WHAT YOU SHOULD DO: Output each entry in full so that the result matches the data exactly.

EXTRACTED DATA:

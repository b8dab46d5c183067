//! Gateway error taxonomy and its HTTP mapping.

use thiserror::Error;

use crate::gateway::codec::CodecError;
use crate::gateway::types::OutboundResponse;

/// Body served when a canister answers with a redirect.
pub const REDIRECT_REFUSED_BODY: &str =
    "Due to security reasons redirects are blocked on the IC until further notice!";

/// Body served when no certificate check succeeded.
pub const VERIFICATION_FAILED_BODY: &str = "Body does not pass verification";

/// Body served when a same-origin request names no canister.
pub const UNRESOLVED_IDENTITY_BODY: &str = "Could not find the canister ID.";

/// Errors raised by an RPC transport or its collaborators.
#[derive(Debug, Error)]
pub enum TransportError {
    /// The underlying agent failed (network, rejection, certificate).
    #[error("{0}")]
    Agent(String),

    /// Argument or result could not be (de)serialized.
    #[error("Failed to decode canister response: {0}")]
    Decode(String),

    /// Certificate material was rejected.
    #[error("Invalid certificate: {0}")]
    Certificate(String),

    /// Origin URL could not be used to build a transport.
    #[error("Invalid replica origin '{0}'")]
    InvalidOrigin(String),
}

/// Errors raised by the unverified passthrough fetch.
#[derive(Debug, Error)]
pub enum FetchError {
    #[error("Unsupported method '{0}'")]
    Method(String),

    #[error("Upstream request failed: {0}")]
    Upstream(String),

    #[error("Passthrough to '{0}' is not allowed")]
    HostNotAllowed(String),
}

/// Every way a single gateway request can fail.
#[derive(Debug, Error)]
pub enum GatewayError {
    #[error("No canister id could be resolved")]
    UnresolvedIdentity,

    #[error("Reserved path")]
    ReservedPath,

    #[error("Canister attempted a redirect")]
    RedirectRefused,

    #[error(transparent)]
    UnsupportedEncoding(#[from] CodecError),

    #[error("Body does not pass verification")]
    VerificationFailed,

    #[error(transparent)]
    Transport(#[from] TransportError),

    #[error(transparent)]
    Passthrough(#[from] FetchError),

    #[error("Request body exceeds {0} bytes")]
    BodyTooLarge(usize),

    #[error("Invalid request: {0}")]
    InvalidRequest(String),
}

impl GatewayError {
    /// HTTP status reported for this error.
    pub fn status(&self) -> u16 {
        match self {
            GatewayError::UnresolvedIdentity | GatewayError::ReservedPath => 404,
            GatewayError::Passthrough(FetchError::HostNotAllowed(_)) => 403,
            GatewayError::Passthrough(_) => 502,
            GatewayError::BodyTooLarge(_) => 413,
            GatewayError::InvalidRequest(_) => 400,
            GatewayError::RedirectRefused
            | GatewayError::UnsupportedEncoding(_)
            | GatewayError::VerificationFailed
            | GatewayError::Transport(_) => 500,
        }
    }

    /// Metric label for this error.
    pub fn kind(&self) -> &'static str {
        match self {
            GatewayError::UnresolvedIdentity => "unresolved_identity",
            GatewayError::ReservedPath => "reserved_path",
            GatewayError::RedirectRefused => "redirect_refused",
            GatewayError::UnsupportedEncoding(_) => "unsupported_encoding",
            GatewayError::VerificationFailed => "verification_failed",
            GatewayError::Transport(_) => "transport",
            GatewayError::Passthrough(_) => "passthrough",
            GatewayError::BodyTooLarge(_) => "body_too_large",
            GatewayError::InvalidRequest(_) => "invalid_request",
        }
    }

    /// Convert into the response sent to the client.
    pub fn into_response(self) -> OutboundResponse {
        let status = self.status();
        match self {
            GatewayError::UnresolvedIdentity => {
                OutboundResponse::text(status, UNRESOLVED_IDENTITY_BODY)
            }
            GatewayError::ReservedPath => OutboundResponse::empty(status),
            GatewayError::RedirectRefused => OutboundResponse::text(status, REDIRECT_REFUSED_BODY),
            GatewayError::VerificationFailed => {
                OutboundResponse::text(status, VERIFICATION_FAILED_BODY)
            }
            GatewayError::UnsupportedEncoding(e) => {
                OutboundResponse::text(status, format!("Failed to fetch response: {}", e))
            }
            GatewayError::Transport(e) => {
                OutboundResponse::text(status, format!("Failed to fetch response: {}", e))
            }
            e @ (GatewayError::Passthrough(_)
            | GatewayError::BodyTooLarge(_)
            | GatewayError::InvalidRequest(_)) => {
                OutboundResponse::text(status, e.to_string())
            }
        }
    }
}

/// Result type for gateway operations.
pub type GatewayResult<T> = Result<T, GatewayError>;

EXERCISE SOLUTION:
repository b8dab46d5c183067
//! Gateway error taxonomy and its HTTP mapping.

use thiserror::Error;

use crate::gateway::codec::CodecError;
use crate::gateway::types::OutboundResponse;

/// Body served when a canister answers with a redirect.
pub const REDIRECT_REFUSED_BODY: &str =
    "Due to security reasons redirects are blocked on the IC until further notice!";

/// Body served when no certificate check succeeded.
pub const VERIFICATION_FAILED_BODY: &str = "Body does not pass verification";

/// Body served when a same-origin request names no canister.
pub const UNRESOLVED_IDENTITY_BODY: &str = "Could not find the canister ID.";

/// Errors raised by an RPC transport or its collaborators.
#[derive(Debug, Error)]
pub enum TransportError {
    /// The underlying agent failed (network, rejection, certificate).
    #[error("{0}")]
    Agent(String),

    /// Argument or result could not be (de)serialized.
    #[error("Failed to decode canister response: {0}")]
    Decode(String),

    /// Certificate material was rejected.
    #[error("Invalid certificate: {0}")]
    Certificate(String),

    /// Origin URL could not be used to build a transport.
    #[error("Invalid replica origin '{0}'")]
    InvalidOrigin(String),
}

/// Errors raised by the unverified passthrough fetch.
#[derive(Debug, Error)]
pub enum FetchError {
    #[error("Unsupported method '{0}'")]
    Method(String),

    #[error("Upstream request failed: {0}")]
    Upstream(String),

    #[error("Passthrough to '{0}' is not allowed")]
    HostNotAllowed(String),
}

/// Every way a single gateway request can fail.
#[derive(Debug, Error)]
pub enum GatewayError {
    #[error("No canister id could be resolved")]
    UnresolvedIdentity,

    #[error("Reserved path")]
    ReservedPath,

    #[error("Canister attempted a redirect")]
    RedirectRefused,

    #[error(transparent)]
    UnsupportedEncoding(#[from] CodecError),

    #[error("Body does not pass verification")]
    VerificationFailed,

    #[error(transparent)]
    Transport(#[from] TransportError),

    #[error(transparent)]
    Passthrough(#[from] FetchError),

    #[error("Request body exceeds {0} bytes")]
    BodyTooLarge(usize),

    #[error("Invalid request: {0}")]
    InvalidRequest(String),
}

impl GatewayError {
    /// HTTP status reported for this error.
    pub fn status(&self) -> u16 {
        match self {
            GatewayError::UnresolvedIdentity | GatewayError::ReservedPath => 404,
            GatewayError::Passthrough(FetchError::HostNotAllowed(_)) => 403,
            GatewayError::Passthrough(_) => 502,
            GatewayError::BodyTooLarge(_) => 413,
            GatewayError::InvalidRequest(_) => 400,
            GatewayError::RedirectRefused
            | GatewayError::UnsupportedEncoding(_)
            | GatewayError::VerificationFailed
            | GatewayError::Transport(_) => 500,
        }
    }

    /// Metric label for this error.
    pub fn kind(&self) -> &'static str {
        match self {
            GatewayError::UnresolvedIdentity => "unresolved_identity",
            GatewayError::ReservedPath => "reserved_path",
            GatewayError::RedirectRefused => "redirect_refused",
            GatewayError::UnsupportedEncoding(_) => "unsupported_encoding",
            GatewayError::VerificationFailed => "verification_failed",
            GatewayError::Transport(_) => "transport",
            GatewayError::Passthrough(_) => "passthrough",
            GatewayError::BodyTooLarge(_) => "body_too_large",
            GatewayError::InvalidRequest(_) => "invalid_request",
        }
    }

    /// Convert into the response sent to the client.
    pub fn into_response(self) -> OutboundResponse {
        let status = self.status();
        match self {
            GatewayError::UnresolvedIdentity => {
                OutboundResponse::text(status, UNRESOLVED_IDENTITY_BODY)
            }
            GatewayError::ReservedPath => OutboundResponse::empty(status),
            GatewayError::RedirectRefused => OutboundResponse::text(status, REDIRECT_REFUSED_BODY),
            GatewayError::VerificationFailed => {
                OutboundResponse::text(status, VERIFICATION_FAILED_BODY)
            }
            GatewayError::UnsupportedEncoding(e) => {
                OutboundResponse::text(status, format!("Failed to fetch response: {}", e))
            }
            GatewayError::Transport(e) => {
                OutboundResponse::text(status, format!("Failed to fetch response: {}", e))
            }
            e @ (GatewayError::Passthrough(_)
            | GatewayError::BodyTooLarge(_)
            | GatewayError::InvalidRequest(_)) => {
                OutboundResponse::text(status, e.to_string())
            }
        }
    }
}

/// Result type for gateway operations.
pub type GatewayResult<T> = Result<T, GatewayError>;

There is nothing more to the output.